BEGIN Supplied material
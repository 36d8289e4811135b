use chrono::{DateTime, Utc};
use sea_orm::entity::prelude::*;
use serde::{Deserialize, Serialize};
use std::fmt;
use uuid::Uuid;

/// Delivery status progression.
///
/// Linear happy path `programado -> asignada -> preparacion_carga ->
/// en_carga -> listo_para_entrega -> en_transito -> entregado`, with
/// `rechazado`/`cancelada` branches from `asignada` onward and a
/// non-terminal `novedad` detour from `en_transito`. Terminal states
/// (`entregado`, `rechazado`, `cancelada`) accept no further transition.
#[derive(Debug, Clone, Copy, PartialEq, Eq, Serialize, Deserialize)]
pub enum EstadoEntrega {
    Programado,
    Asignada,
    PreparacionCarga,
    EnCarga,
    ListoParaEntrega,
    EnTransito,
    Entregado,
    Rechazado,
    Novedad,
    Cancelada,
}

impl EstadoEntrega {
    pub fn as_str(&self) -> &'static str {
        match self {
            EstadoEntrega::Programado => "programado",
            EstadoEntrega::Asignada => "asignada",
            EstadoEntrega::PreparacionCarga => "preparacion_carga",
            EstadoEntrega::EnCarga => "en_carga",
            EstadoEntrega::ListoParaEntrega => "listo_para_entrega",
            EstadoEntrega::EnTransito => "en_transito",
            EstadoEntrega::Entregado => "entregado",
            EstadoEntrega::Rechazado => "rechazado",
            EstadoEntrega::Novedad => "novedad",
            EstadoEntrega::Cancelada => "cancelada",
        }
    }

    /// Parses a stored or client-supplied status value.
    ///
    /// Accepts the legacy synonyms `en_camino` and `llego` kept for
    /// backward compatibility on read paths; both normalize to their
    /// canonical states.
    pub fn from_str(s: &str) -> Option<Self> {
        match s {
            "programado" => Some(EstadoEntrega::Programado),
            "asignada" => Some(EstadoEntrega::Asignada),
            "preparacion_carga" => Some(EstadoEntrega::PreparacionCarga),
            "en_carga" => Some(EstadoEntrega::EnCarga),
            "listo_para_entrega" => Some(EstadoEntrega::ListoParaEntrega),
            "en_transito" | "en_camino" => Some(EstadoEntrega::EnTransito),
            "entregado" | "llego" => Some(EstadoEntrega::Entregado),
            "rechazado" => Some(EstadoEntrega::Rechazado),
            "novedad" => Some(EstadoEntrega::Novedad),
            "cancelada" => Some(EstadoEntrega::Cancelada),
            _ => None,
        }
    }

    /// Terminal states are final: no further transition is permitted.
    pub fn is_terminal(&self) -> bool {
        matches!(
            self,
            EstadoEntrega::Entregado | EstadoEntrega::Rechazado | EstadoEntrega::Cancelada
        )
    }
}

impl fmt::Display for EstadoEntrega {
    fn fmt(&self, f: &mut fmt::Formatter<'_>) -> fmt::Result {
        f.write_str(self.as_str())
    }
}

/// Delivery task for one sale. Referenced by at most one route stop.
#[derive(Clone, Debug, PartialEq, Eq, DeriveEntityModel, Serialize, Deserialize)]
#[sea_orm(table_name = "entregas")]
pub struct Model {
    #[sea_orm(primary_key, auto_increment = false)]
    pub id: Uuid,
    #[sea_orm(unique)]
    pub numero: String,
    pub venta_id: Uuid,
    pub conductor_id: Option<Uuid>,
    pub vehiculo_id: Option<Uuid>,
    pub estado: String,
    pub fecha_programada: DateTime<Utc>,
    pub iniciada_at: Option<DateTime<Utc>>,
    pub completada_at: Option<DateTime<Utc>>,
    pub motivo_rechazo: Option<String>,
    pub created_at: DateTime<Utc>,
    pub updated_at: Option<DateTime<Utc>>,
}

#[derive(Copy, Clone, Debug, EnumIter, DeriveRelation)]
pub enum Relation {
    #[sea_orm(
        belongs_to = "super::venta::Entity",
        from = "Column::VentaId",
        to = "super::venta::Column::Id"
    )]
    Venta,
    #[sea_orm(has_many = "super::entrega_ubicacion::Entity")]
    Ubicaciones,
    #[sea_orm(has_many = "super::novedad::Entity")]
    Novedades,
}

impl Related<super::venta::Entity> for Entity {
    fn to() -> RelationDef {
        Relation::Venta.def()
    }
}

impl Related<super::entrega_ubicacion::Entity> for Entity {
    fn to() -> RelationDef {
        Relation::Ubicaciones.def()
    }
}

impl Related<super::novedad::Entity> for Entity {
    fn to() -> RelationDef {
        Relation::Novedades.def()
    }
}

impl ActiveModelBehavior for ActiveModel {}

impl Model {
    pub fn estado_actual(&self) -> Option<EstadoEntrega> {
        EstadoEntrega::from_str(&self.estado)
    }
}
END Supplied material
A line counts if it holds the word "Column". How many lines of the entries count? Give the number only.

2